We spent last week in our home state…on vacation. It’s weird to go to the place you spent most of your life and stay in a hotel. But that is exactly what we did. We took our kids to DC for the week and showed them as many sights as we could, or at least as many as we could find on a map.
Washington, DC itself is, thankfully, exactly as we left it, but the Maryland suburbs that we used to call home are almost unrecognizable and we haven’t even been gone that long. The second night we were there we drove on a toll road that has been the stuff of legend our entire lives. The Inter-County Connector (See? I don’t even know how to spell it properly.) enraged various groups for various reasons over the last 30 years. It would get stuck in legislation that would last over multiple governmental changes and we got so used to the “Future Sight” signs that we never really expected they’d be replaced with the actual road. When we moved, there were bulldozers lined up and I STILL didn’t believe it would be a reality.

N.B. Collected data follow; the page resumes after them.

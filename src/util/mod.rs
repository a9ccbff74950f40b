//! Utility functions for the command line front end.
//!
//! - **URL validation**: only http(s) feed URLs are fetched
//! - **Terminal output**: feed text is stripped of escape sequences before printing

mod feed_url;
mod terminal;

pub use feed_url::{validate_feed_url, UrlValidationError};
pub use terminal::strip_control_chars;
//! HTTP retrieval of feed documents for the command line tool.
//!
//! The parser never touches the network; this is the transport layer that
//! owns timeouts, size limits and retries.

use futures::StreamExt;
use std::time::Duration;
use thiserror::Error;

use crate::util::{validate_feed_url, UrlValidationError};

/// Errors that can occur while downloading a feed.
#[derive(Debug, Error)]
pub enum FetchError {
    /// The URL was rejected before any request was made
    #[error(transparent)]
    InvalidUrl(#[from] UrlValidationError),
    /// Network-level error (DNS, connection, TLS, etc.)
    #[error("Request failed: {0}")]
    Network(#[from] reqwest::Error),
    /// HTTP response with non-2xx status code
    #[error("HTTP error: status {0}")]
    HttpStatus(u16),
    /// Request exceeded the configured timeout
    #[error("Request timed out")]
    Timeout,
    /// Server returned 429 Too Many Requests after max retries
    #[error("Rate limited after {0} retries")]
    RateLimited(u32),
    /// Response body exceeded the size limit
    #[error("Response too large")]
    ResponseTooLarge,
    /// Response was incomplete (received fewer bytes than Content-Length)
    #[error("Incomplete response: expected {expected} bytes, received {received}")]
    IncompleteResponse { expected: u64, received: usize },
}

/// Limits applied to a single feed download.
#[derive(Debug, Clone)]
pub struct FetchOptions {
    /// Per-request timeout.
    pub timeout: Duration,
    /// Maximum accepted body size in bytes.
    pub max_bytes: usize,
    /// Retries after a 429, a 5xx or a truncated body.
    pub max_retries: u32,
    /// First backoff delay; doubled on every retry.
    pub backoff: Duration,
}

impl Default for FetchOptions {
    fn default() -> Self {
        Self {
            timeout: Duration::from_secs(30),
            max_bytes: 10 * 1024 * 1024,
            max_retries: 3,
            backoff: Duration::from_secs(1),
        }
    }
}

/// Downloads the feed document at `url`.
///
/// # Behavior
///
/// - Rate limiting (HTTP 429) and server errors (5xx) are retried with
///   exponential backoff, up to `max_retries` times
/// - Other non-2xx statuses fail immediately
/// - Bodies larger than `max_bytes` are rejected, using Content-Length when present
/// - Bodies shorter than their Content-Length are retried
pub async fn fetch_feed(
    client: &reqwest::Client,
    url: &str,
    options: &FetchOptions,
) -> Result<Vec<u8>, FetchError> {
    let url = validate_feed_url(url)?;
    let mut retry_count = 0;

    loop {
        let response = tokio::time::timeout(options.timeout, client.get(url.clone()).send())
            .await
            .map_err(|_| FetchError::Timeout)?
            .map_err(FetchError::Network)?;

        let status = response.status();
        let retryable = if status == reqwest::StatusCode::TOO_MANY_REQUESTS {
            if retry_count >= options.max_retries {
                return Err(FetchError::RateLimited(options.max_retries));
            }
            true
        } else if status.is_server_error() {
            if retry_count >= options.max_retries {
                return Err(FetchError::HttpStatus(status.as_u16()));
            }
            true
        } else if !status.is_success() {
            return Err(FetchError::HttpStatus(status.as_u16()));
        } else {
            false
        };

        if !retryable {
            match read_limited_bytes(response, options.max_bytes).await {
                Ok(bytes) => {
                    tracing::debug!(url = %url, bytes = bytes.len(), "Fetched feed");
                    return Ok(bytes);
                }
                Err(FetchError::IncompleteResponse { expected, received })
                    if retry_count < options.max_retries =>
                {
                    tracing::debug!(
                        url = %url,
                        expected = expected,
                        received = received,
                        attempt = retry_count + 1,
                        "Retrying incomplete download"
                    );
                }
                Err(e) => return Err(e),
            }
        } else {
            tracing::warn!(
                url = %url,
                status = %status,
                retry = retry_count,
                "Retrying feed request"
            );
        }

        let delay = options
            .backoff
            .saturating_mul(2u32.saturating_pow(retry_count));
        tokio::time::sleep(delay).await;
        retry_count += 1;
    }
}

async fn read_limited_bytes(
    response: reqwest::Response,
    limit: usize,
) -> Result<Vec<u8>, FetchError> {
    let expected_length = response.content_length();

    if let Some(len) = expected_length {
        if len > limit as u64 {
            return Err(FetchError::ResponseTooLarge);
        }
    }

    let mut bytes = Vec::new();
    let mut stream = response.bytes_stream();

    while let Some(chunk) = stream.next().await {
        let chunk = chunk.map_err(FetchError::Network)?;
        if bytes.len().saturating_add(chunk.len()) > limit {
            return Err(FetchError::ResponseTooLarge);
        }
        bytes.extend_from_slice(&chunk);
    }

    if let Some(expected) = expected_length {
        if (bytes.len() as u64) < expected {
            return Err(FetchError::IncompleteResponse {
                expected,
                received: bytes.len(),
            });
        }
    }

    Ok(bytes)
}
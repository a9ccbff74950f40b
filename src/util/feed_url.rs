use thiserror::Error;
use url::Url;

#[derive(Error, Debug)]
pub enum UrlValidationError {
    /// The URL string could not be parsed.
    #[error("Invalid URL: {0}")]
    InvalidUrl(#[from] url::ParseError),
    /// The URL uses a scheme other than http or https.
    #[error("Unsupported scheme: {0} (only http/https allowed)")]
    UnsupportedScheme(String),
    /// The URL has no host to connect to.
    #[error("URL has no host: {0}")]
    MissingHost(String),
}

/// Validates a URL string before it is fetched as a feed.
///
/// Only `http` and `https` URLs with a host are accepted.
///
/// # Examples
///
/// ```
/// use feedscan::util::validate_feed_url;
///
/// let url = validate_feed_url("https://example.com/feed.xml").unwrap();
/// assert_eq!(url.host_str(), Some("example.com"));
///
/// assert!(validate_feed_url("file:///etc/passwd").is_err());
/// ```
pub fn validate_feed_url(url_str: &str) -> Result<Url, UrlValidationError> {
    let url = Url::parse(url_str.trim())?;

    match url.scheme() {
        "http" | "https" => {}
        scheme => return Err(UrlValidationError::UnsupportedScheme(scheme.to_owned())),
    }

    if url.host_str().map_or(true, str::is_empty) {
        return Err(UrlValidationError::MissingHost(url_str.to_owned()));
    }

    Ok(url)
}

#[cfg(test)]
mod tests {
    use super::*;

    #[test]
    fn test_valid_urls() {
        assert!(validate_feed_url("https://example.com/feed.xml").is_ok());
        assert!(validate_feed_url("http://news.example.org").is_ok());
        assert!(validate_feed_url("http://127.0.0.1:8080/rss").is_ok());
    }

    #[test]
    fn test_surrounding_whitespace_trimmed() {
        let url = validate_feed_url("  https://example.com/feed  ").unwrap();
        assert_eq!(url.path(), "/feed");
    }

    #[test]
    fn test_invalid_schemes() {
        assert!(matches!(
            validate_feed_url("file:///etc/passwd"),
            Err(UrlValidationError::UnsupportedScheme(_))
        ));
        assert!(validate_feed_url("ftp://example.com").is_err());
    }

    #[test]
    fn test_unparseable_url() {
        assert!(matches!(
            validate_feed_url("not a url"),
            Err(UrlValidationError::InvalidUrl(_))
        ));
    }
}
//! Character set handling for feed documents.
//!
//! Feeds that declare a legacy encoding in their XML declaration are
//! transcoded to UTF-8 on the fly, ahead of the tokenizer. Only a fixed set
//! of single-byte charsets is accepted; anything else fails before a single
//! token is read.

use encoding_rs::{Decoder, Encoding};
use oem_cp::code_table::{DECODING_TABLE_CP437, DECODING_TABLE_CP850};
use std::io::{self, BufRead, BufReader, Cursor, Read};
use thiserror::Error;

use super::error::ParseError;

const UTF8_BOM: &[u8] = b"\xEF\xBB\xBF";
const UTF16LE_BOM: &[u8] = b"\xFF\xFE";
const UTF16BE_BOM: &[u8] = b"\xFE\xFF";

/// Upper bound on bytes read ahead to find the XML declaration.
const MAX_PROLOG: usize = 1024;

/// Normalized names accepted by [`lookup`], besides `utf8` and `usascii`.
pub const SUPPORTED_CHARSETS: &[&str] = &[
    "codepage437",
    "codepage850",
    "codepage866",
    "ibm866",
    "iso88591",
    "iso88592",
    "iso88593",
    "iso88594",
    "iso88595",
    "iso88596",
    "iso88596e",
    "iso88596i",
    "iso88597",
    "iso88598",
    "iso88598e",
    "iso88598i",
    "iso885910",
    "iso885913",
    "iso885914",
    "iso885915",
    "iso885916",
    "koi8r",
    "koi8u",
    "macintosh",
    "macintoshcyrillic",
    "windows874",
    "windows1250",
    "windows1251",
    "windows1252",
    "windows1253",
    "windows1254",
    "windows1255",
    "windows1256",
    "windows1257",
    "windows1258",
];

#[derive(Debug, Error)]
pub enum CharsetError {
    /// The document declares an encoding outside the supported set.
    #[error("Unknown charset: {0}")]
    Unknown(String),
}

/// How the document bytes reach the tokenizer.
#[derive(Debug, Clone, Copy, PartialEq, Eq)]
pub enum Charset {
    /// Passed through untouched.
    Utf8,
    /// Transcoded to UTF-8 while reading.
    Legacy(&'static Encoding),
    /// DOS code page, decoded byte by byte through its upper-half table.
    Oem(&'static OemTable),
}

/// Characters for bytes `0x80..=0xFF` of a single-byte DOS code page.
pub type OemTable = [char; 128];

/// Normalizes a declared charset name into a lookup key: lowercased,
/// surrounding spaces trimmed and hyphens removed.
///
/// `"ISO-8859-1"` and `" windows-1252 "` become `"iso88591"` and `"windows1252"`.
pub fn normalize_charset(name: &str) -> String {
    name.to_lowercase().trim_matches(' ').replace('-', "")
}

/// Resolves a declared charset name.
pub fn lookup(name: &str) -> Result<Charset, CharsetError> {
    let key = normalize_charset(name);
    match key.as_str() {
        "utf8" | "usascii" => Ok(Charset::Utf8),
        "codepage437" => Ok(Charset::Oem(&DECODING_TABLE_CP437)),
        "codepage850" => Ok(Charset::Oem(&DECODING_TABLE_CP850)),
        other => legacy_encoding(other)
            .map(Charset::Legacy)
            .ok_or_else(|| CharsetError::Unknown(name.to_string())),
    }
}

fn legacy_encoding(key: &str) -> Option<&'static Encoding> {
    let encoding = match key {
        "codepage866" | "ibm866" => encoding_rs::IBM866,
        // WHATWG treats latin1 as windows-1252, a superset for printable text
        "iso88591" => encoding_rs::WINDOWS_1252,
        "iso88592" => encoding_rs::ISO_8859_2,
        "iso88593" => encoding_rs::ISO_8859_3,
        "iso88594" => encoding_rs::ISO_8859_4,
        "iso88595" => encoding_rs::ISO_8859_5,
        "iso88596" | "iso88596e" | "iso88596i" => encoding_rs::ISO_8859_6,
        "iso88597" => encoding_rs::ISO_8859_7,
        "iso88598" | "iso88598e" => encoding_rs::ISO_8859_8,
        "iso88598i" => encoding_rs::ISO_8859_8_I,
        "iso885910" => encoding_rs::ISO_8859_10,
        "iso885913" => encoding_rs::ISO_8859_13,
        "iso885914" => encoding_rs::ISO_8859_14,
        "iso885915" => encoding_rs::ISO_8859_15,
        "iso885916" => encoding_rs::ISO_8859_16,
        "koi8r" => encoding_rs::KOI8_R,
        "koi8u" => encoding_rs::KOI8_U,
        "macintosh" => encoding_rs::MACINTOSH,
        "macintoshcyrillic" => encoding_rs::X_MAC_CYRILLIC,
        "windows874" => encoding_rs::WINDOWS_874,
        "windows1250" => encoding_rs::WINDOWS_1250,
        "windows1251" => encoding_rs::WINDOWS_1251,
        "windows1252" => encoding_rs::WINDOWS_1252,
        "windows1253" => encoding_rs::WINDOWS_1253,
        "windows1254" => encoding_rs::WINDOWS_1254,
        "windows1255" => encoding_rs::WINDOWS_1255,
        "windows1256" => encoding_rs::WINDOWS_1256,
        "windows1257" => encoding_rs::WINDOWS_1257,
        "windows1258" => encoding_rs::WINDOWS_1258,
        _ => return None,
    };
    Some(encoding)
}

/// Extracts the `encoding` pseudo-attribute of a leading XML declaration.
///
/// Whitespace ahead of the declaration is skipped. Returns `None` when
/// there is no declaration or it names no encoding.
pub fn sniff_declared_charset(head: &[u8]) -> Option<String> {
    let decl = trim_ascii_start(head).strip_prefix(b"<?xml")?;
    let end = find(decl, b"?>")?;
    let decl = &decl[..end];

    let at = find(decl, b"encoding")?;
    let rest = trim_ascii_start(&decl[at + b"encoding".len()..]);
    let rest = trim_ascii_start(rest.strip_prefix(b"=")?);
    let quote = *rest.first()?;
    if quote != b'"' && quote != b'\'' {
        return None;
    }
    let value = &rest[1..];
    let close = value.iter().position(|&b| b == quote)?;
    Some(String::from_utf8_lossy(&value[..close]).into_owned())
}

fn find(haystack: &[u8], needle: &[u8]) -> Option<usize> {
    haystack
        .windows(needle.len())
        .position(|window| window == needle)
}

fn trim_ascii_start(bytes: &[u8]) -> &[u8] {
    let skip = bytes
        .iter()
        .take_while(|b| b.is_ascii_whitespace())
        .count();
    &bytes[skip..]
}

/// Prolog bytes read ahead of the tokenizer, replayed in front of the rest.
pub type Prefixed<R> = io::Chain<Cursor<Vec<u8>>, R>;

/// A byte source handed to the tokenizer, always producing UTF-8.
pub enum Source<R> {
    Utf8(Prefixed<R>),
    Decoded(BufReader<DecodingReader<Prefixed<R>>>),
}

impl<R: BufRead> Read for Source<R> {
    fn read(&mut self, buf: &mut [u8]) -> io::Result<usize> {
        match self {
            Source::Utf8(inner) => inner.read(buf),
            Source::Decoded(inner) => inner.read(buf),
        }
    }
}

impl<R: BufRead> BufRead for Source<R> {
    fn fill_buf(&mut self) -> io::Result<&[u8]> {
        match self {
            Source::Utf8(inner) => inner.fill_buf(),
            Source::Decoded(inner) => inner.fill_buf(),
        }
    }

    fn consume(&mut self, amt: usize) {
        match self {
            Source::Utf8(inner) => inner.consume(amt),
            Source::Decoded(inner) => inner.consume(amt),
        }
    }
}

/// Reads up to the first `>`, which closes either the XML declaration or
/// the root start tag.
fn read_prolog<R: BufRead>(reader: &mut R) -> io::Result<Vec<u8>> {
    let mut head = Vec::new();
    while head.len() < MAX_PROLOG && !head.contains(&b'>') {
        let available = reader.fill_buf()?;
        if available.is_empty() {
            break;
        }
        let take = available.len().min(MAX_PROLOG - head.len());
        head.extend_from_slice(&available[..take]);
        reader.consume(take);
    }
    Ok(head)
}

fn decoded<R: BufRead>(reader: DecodingReader<Prefixed<R>>) -> Source<R> {
    Source::Decoded(BufReader::new(reader))
}

/// Inspects the start of `reader` and wraps it so the tokenizer sees UTF-8.
///
/// A UTF-8 byte order mark is dropped. UTF-16 byte order marks select the
/// matching UTF-16 decoder. Otherwise the declared `encoding` decides, and
/// an unknown name is an error.
pub fn prepare<R: BufRead>(mut reader: R) -> Result<Source<R>, ParseError> {
    let head = read_prolog(&mut reader)?;

    let bom = if head.starts_with(UTF16LE_BOM) {
        Some((encoding_rs::UTF_16LE, UTF16LE_BOM.len()))
    } else if head.starts_with(UTF16BE_BOM) {
        Some((encoding_rs::UTF_16BE, UTF16BE_BOM.len()))
    } else {
        None
    };
    if let Some((encoding, skip)) = bom {
        tracing::debug!(charset = encoding.name(), "Byte order mark selects charset");
        let mut prefix = Cursor::new(head);
        prefix.set_position(skip as u64);
        return Ok(decoded(DecodingReader::new(prefix.chain(reader), encoding)));
    }

    let skip = if head.starts_with(UTF8_BOM) {
        UTF8_BOM.len()
    } else {
        0
    };
    let declared = sniff_declared_charset(&head[skip..]);
    let charset = match declared.as_deref() {
        Some(name) => lookup(name)?,
        None => Charset::Utf8,
    };

    let mut prefix = Cursor::new(head);
    prefix.set_position(skip as u64);
    let source = prefix.chain(reader);

    match charset {
        Charset::Utf8 => Ok(Source::Utf8(source)),
        Charset::Legacy(encoding) => {
            tracing::debug!(charset = encoding.name(), "Transcoding feed to UTF-8");
            Ok(decoded(DecodingReader::new(source, encoding)))
        }
        Charset::Oem(table) => {
            tracing::debug!(charset = ?declared, "Transcoding DOS code page to UTF-8");
            Ok(decoded(DecodingReader::with_oem_table(source, table)))
        }
    }
}

enum Transcoder {
    Whatwg(Decoder),
    Oem(&'static OemTable),
}

/// Streaming transcoder from a legacy charset to UTF-8.
pub struct DecodingReader<R> {
    inner: R,
    transcoder: Transcoder,
    out: Vec<u8>,
    pos: usize,
    finished: bool,
}

impl<R: BufRead> DecodingReader<R> {
    pub fn new(inner: R, encoding: &'static Encoding) -> Self {
        Self::with_transcoder(
            inner,
            Transcoder::Whatwg(encoding.new_decoder_without_bom_handling()),
        )
    }

    pub fn with_oem_table(inner: R, table: &'static OemTable) -> Self {
        Self::with_transcoder(inner, Transcoder::Oem(table))
    }

    fn with_transcoder(inner: R, transcoder: Transcoder) -> Self {
        Self {
            inner,
            transcoder,
            out: Vec::new(),
            pos: 0,
            finished: false,
        }
    }

    /// Decodes the next chunk of input into `out`.
    fn refill(&mut self) -> io::Result<()> {
        self.out.clear();
        self.pos = 0;

        let src = self.inner.fill_buf()?;
        let last = src.is_empty();
        let read = match &mut self.transcoder {
            Transcoder::Whatwg(decoder) => {
                let capacity = decoder.max_utf8_buffer_length(src.len()).ok_or_else(|| {
                    io::Error::new(io::ErrorKind::InvalidData, "decoded chunk too large")
                })?;
                self.out.resize(capacity, 0);

                let (_result, read, written, _replaced) =
                    decoder.decode_to_utf8(src, &mut self.out, last);
                self.out.truncate(written);
                read
            }
            // Single-byte tables carry no state across chunks
            Transcoder::Oem(table) => {
                let text = oem_cp::decode_string_complete_table(src, *table);
                self.out.extend_from_slice(text.as_bytes());
                src.len()
            }
        };
        self.inner.consume(read);
        self.finished = last;
        Ok(())
    }
}

impl<R: BufRead> Read for DecodingReader<R> {
    fn read(&mut self, buf: &mut [u8]) -> io::Result<usize> {
        while self.pos >= self.out.len() {
            if self.finished {
                return Ok(0);
            }
            self.refill()?;
        }

        let pending = &self.out[self.pos..];
        let n = pending.len().min(buf.len());
        buf[..n].copy_from_slice(&pending[..n]);
        self.pos += n;
        Ok(n)
    }
}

This week we drove on it and it was a glorious respite from the high-blood-pressure inducing traffic that defines the DC suburbs. The Husband said driving it was like riding a unicorn. We could hardly believe it.
That road (and all its mystic qualities) was just one more addition to the long list of reminders that I don’t live there anymore. Don’t get me wrong, I love where I am and my family will hate me for saying it, but I never want to go back. That said, just because I’ve moved away, doesn’t mean it’s gets any easier to feel like a visitor in my hometown.
My own kids have no memory of the neighborhood I feel such close ties to. They barely remember the friends they had there and yet those people are indelibly etched on my heart. The Husband and I had a ball pointing out all the new things that have gone up since we left. Guess the economy still hasn’t reached Montgomery County Developers. In the past, I’ve always felt my heart tug when we drive the streets of my Maryland. This time was different. This time I felt like a visitor. It was a restful, wonderful vacation filled with people we love but I felt like the people enclosed in our little mini-van were on an adventure in a new land. There was familiarity among the company, but the familiarity ended there.
I realized something at the end of the week. My brother in law was saying that “That” road felt strange to him because it was surrounded by trees and not buildings or homes. Huh, I thought, it didn’t strike me as odd at all. Later I realized it was because that road was the only thing that seemed familiar. The new ICC reminds me of the Garden State Parkway (my own toll road) stretch from my house to my inlaws-minus a rest stop or two. I actually said to my brother in law, “see I guess we’re used to it because it reminds us of the roads at home.”
Home. Apparently it isn’t about the state you’re in, but rather where your life is.